The physiological and biochemical changes persistently occur after harvest till fruit become unfit for consumption with short shelf life. Nowadays, individual wrapping of fresh commodities have gained widespread interest to extend their shelf life. Individual wrapping have potential merits over traditional methods of packaging i.e., reduction in weight loss and deformation, maintenance of firmness, alleviation of chilling injury, reduction of decay from secondary infection, delay in colour development and senescence (Risse 2001). “Cling film” the plastic packaging film has revolutionized the food industry by protecting and preserving the food. Cling film is very thin polyethylene film that adheres to the surface of fruit and serves as an extra covering. Film improved physico-chemical characteristics of Guava i.e., appearance, weight loss, total soluble solids, titrable acidity, ascorbic acid content and total sugars by retarding respiration and transpirational losses (Chandra and Kumar 2012). Cling film also extended the shelf life of Mung bean sprouts upto 5 days (Goyal and Siddiqui 2012).
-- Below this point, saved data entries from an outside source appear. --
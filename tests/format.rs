//! Integration tests: rendered diagnostics match the binding's example
//! helpers line for line.

use he_diag::params::{EncryptionParams, Modulus, Scheme};
use he_diag::{write_matrix, write_parameters, write_vector};

fn banner(parms: &EncryptionParams) -> String {
    let mut out = String::new();
    write_parameters(&mut out, parms).unwrap();
    out
}

fn vector(vec: &[f64], print_size: usize, prec: usize) -> String {
    let mut out = String::new();
    write_vector(&mut out, vec, print_size, prec).unwrap();
    out
}

/// Count of fixed-point numeric tokens in a rendered listing.
fn numeric_tokens(out: &str) -> usize {
    out.split(|c: char| c == ' ' || c == ',' || c == '\n')
        .filter(|tok| !tok.is_empty() && tok.chars().next().unwrap().is_ascii_digit())
        .count()
}

#[test]
fn test_bfv_banner_carries_plain_modulus() {
    let parms = EncryptionParams::bfv(8192, &[50, 30], 1032193);
    let out = banner(&parms);
    assert!(out.contains("| coeff_modulus size: 80(50 + 30) bits\n"));
    assert!(out.contains("| plain_modulus: 1032193\n"));
    assert!(out.starts_with("/\n"));
    assert!(out.ends_with("\\\n"));
}

#[test]
fn test_ckks_and_none_banners_omit_plain_modulus() {
    let ckks = EncryptionParams::ckks(16384, &[60, 40, 40, 60]);
    assert!(!banner(&ckks).contains("plain_modulus"));

    let none = EncryptionParams {
        scheme: Scheme::from_id(99),
        poly_modulus_degree: 2048,
        coeff_modulus: vec![Modulus::from_value(0xffffee001)],
        plain_modulus: Some(65537),
    };
    let out = banner(&none);
    assert!(out.contains("| scheme: none\n"));
    assert!(
        !out.contains("plain_modulus"),
        "plain_modulus is a BFV-only line"
    );
}

#[test]
fn test_banner_sum_matches_entries() {
    let chains: [&[u32]; 3] = [&[50, 30], &[60, 40, 40, 60], &[36]];
    for bits in chains {
        let parms = EncryptionParams::ckks(8192, bits);
        let sum: u32 = bits.iter().sum();
        let out = banner(&parms);
        assert!(
            out.contains(&format!("coeff_modulus size: {sum}(")),
            "sum {sum} missing from banner for chain {bits:?}: {out}"
        );
    }
}

#[test]
fn test_vector_prints_all_when_short() {
    for n in 0..=8usize {
        let vec: Vec<f64> = (0..n).map(|i| i as f64).collect();
        let out = vector(&vec, 4, 3);
        assert_eq!(numeric_tokens(&out), n, "all {n} elements printed");
        assert!(!out.contains("..."), "no marker for n={n} <= 2*print_size");
    }
}

#[test]
fn test_vector_elides_when_long() {
    for n in [9usize, 10, 64, 4096] {
        let vec: Vec<f64> = (0..n).map(|i| i as f64).collect();
        let out = vector(&vec, 4, 3);
        assert_eq!(numeric_tokens(&out), 8, "2*print_size tokens for n={n}");
        assert_eq!(out.matches("...").count(), 1, "exactly one marker for n={n}");
    }
}

#[test]
fn test_vector_head_and_tail_window() {
    let vec: Vec<f64> = (0..20).map(|i| i as f64).collect();
    let out = vector(&vec, 3, 0);
    assert_eq!(out, "\n    [ 0, 1, 2, ..., 17, 18, 19 ]\n\n");
}

#[test]
fn test_spec_examples() {
    let out = vector(&[1.0, 2.0, 3.0, 4.0, 5.0, 6.0], 2, 1);
    assert!(out.contains("[ 1.0, 2.0, ..., 5.0, 6.0 ]"));

    let out = vector(&[1.0, 2.0, 3.0], 4, 3);
    assert_eq!(numeric_tokens(&out), 3);
    assert!(!out.contains("..."));
}

#[test]
fn test_matrix_rows_follow_offset_windows() {
    let row_size = 16;
    let matrix: Vec<f64> = (0..2 * row_size).map(|i| i as f64).collect();
    let mut out = String::new();
    write_matrix(&mut out, &matrix, row_size, 5, 0).unwrap();

    let lines: Vec<&str> = out.lines().filter(|l| !l.is_empty()).collect();
    assert_eq!(lines.len(), 2, "one line per row");
    assert_eq!(lines[0], "    [ 0, 1, 2, 3, 4, ..., 11, 12, 13, 14, 15 ]");
    assert_eq!(lines[1], "    [ 16, 17, 18, 19, 20, ..., 27, 28, 29, 30, 31 ]");
}

#[test]
fn test_matrix_ignores_trailing_slots() {
    // A decoded batch often carries more slots than the two displayed rows;
    // everything past 2*row_size is ignored.
    let row_size = 10;
    let matrix: Vec<f64> = (0..64).map(|i| i as f64).collect();
    let mut out = String::new();
    write_matrix(&mut out, &matrix, row_size, 5, 0).unwrap();
    assert!(out.contains("[ 0, 1, 2, 3, 4, ..., 5, 6, 7, 8, 9 ]"));
    assert!(out.contains("[ 10, 11, 12, 13, 14, ..., 15, 16, 17, 18, 19 ]"));
    assert!(!out.contains("63"));
}
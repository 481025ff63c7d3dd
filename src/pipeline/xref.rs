//! Cross-reference rewriting.
//!
//! Site-relative links like `[Installation](install.md#prereqs)` dangle in
//! a flattened document: the target file no longer exists as a page. The
//! `titleonly` treatment keeps the label text and drops the link.

use crate::error::FlattenError;
use crate::pipeline::LineFilter;
use once_cell::sync::Lazy;
use regex::Regex;

static RE_XREF: Lazy<Regex> =
    Lazy::new(|| Regex::new(r"\[([^\]]*)\]\([^)\s]*\.md(?:#[^)]*)?\)").expect("xref regex"));

/// Replaces `[label](page.md)` and `[label](page.md#anchor)` with `label`.
pub struct XrefFilter;

impl LineFilter for XrefFilter {
    fn run(&self, lines: Vec<String>) -> Result<Vec<String>, FlattenError> {
        Ok(lines
            .into_iter()
            .map(|line| RE_XREF.replace_all(&line, "$1").into_owned())
            .collect())
    }
}
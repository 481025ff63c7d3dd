//! Line filters for document flattening.
//!
//! Each submodule implements exactly one transformation over the document's
//! line sequence. Keeping stages separate makes each independently testable
//! and lets the orchestrator assemble exactly the set a given run needs.
//!
//! ## Data Flow
//!
//! ```text
//! per page:       exclude ──▶ include ──▶ headlevels ──▶ chapterhead ──▶ images
//! whole document: anchors ──▶ xref ──▶ toc ──▶ tables
//! ```
//!
//! The order is a contract, not an accident:
//!
//! * [`exclude`] must run before [`include`] so skipped directives are never
//!   expanded.
//! * [`headlevels`] must run before [`chapterhead`] so inserted chapter
//!   headings keep their intended level.
//! * [`tables`] runs last of all — earlier filters may rewrite line content
//!   the pipe-table grammar depends on (image paths inside cells, stripped
//!   anchors), and cell text must be final before column widths are
//!   measured.
//!
//! No filter may assume it is last in the pipeline; each must tolerate
//! already-transformed input from an upstream stage.

pub mod anchors;
pub mod chapterhead;
pub mod exclude;
pub mod headlevels;
pub mod images;
pub mod include;
pub mod tables;
pub mod toc;
pub mod xref;

use crate::error::FlattenError;

/// A transform from an ordered sequence of lines to an ordered sequence of
/// lines.
///
/// Filters hold per-invocation configuration supplied at construction and
/// no other state; running the same filter twice on the same input yields
/// the same output. Only [`include::IncludeFilter`] performs I/O and can
/// actually fail.
pub trait LineFilter {
    fn run(&self, lines: Vec<String>) -> Result<Vec<String>, FlattenError>;
}

/// Fold a line sequence through an ordered list of filters.
pub fn apply_filters(
    filters: &[&dyn LineFilter],
    lines: Vec<String>,
) -> Result<Vec<String>, FlattenError> {
    filters
        .iter()
        .try_fold(lines, |lines, filter| filter.run(lines))
}

#[cfg(test)]
pub(crate) fn lines(strs: &[&str]) -> Vec<String> {
    strs.iter().map(|s| s.to_string()).collect()
}

#[cfg(test)]
mod tests {
    use super::*;

    struct Suffix(&'static str);

    impl LineFilter for Suffix {
        fn run(&self, lines: Vec<String>) -> Result<Vec<String>, FlattenError> {
            Ok(lines.into_iter().map(|l| format!("{l}{}", self.0)).collect())
        }
    }

    #[test]
    fn apply_folds_in_order() {
        let a = Suffix("-a");
        let b = Suffix("-b");
        let out = apply_filters(&[&a, &b], lines(&["x"])).unwrap();
        assert_eq!(out, vec!["x-a-b"]);
    }

    #[test]
    fn empty_filter_list_is_identity() {
        let out = apply_filters(&[], lines(&["x", "y"])).unwrap();
        assert_eq!(out, vec!["x", "y"]);
    }
}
Individual Shrink wrapping is the latest trend in fresh produce packaging uses shrinking property of thermoplastic films by applying heat. The flexible film of loosely packed fruit shrunk tightly around the produce on short exposure to hot blown air in heat shrunk tunnel. Besides controlling moisture loss individual shrink wrapping have other beneficial effects like maintenance of firmness, reduction in deformation, alleviation of chilling injury, reduction of decay from secondary infection, delay in colour development and senescence. Shrink film maintained superior quality of pear fruits by significant reductions in weight loss, total soluble solids, desired firmness and extended storage life up to 3 weeks in contrast to LDPE and HDPE films (Mahajan et al. 2013). Packaging of apples with CFB boxes, polyethylene liners and shrink wrapped tray in storage conditions (2 ± 1 °C, 85–90 % RH) have desired effect on physico-chemical characteristics and retained better storage life (Wijewardane and Guleria 2009).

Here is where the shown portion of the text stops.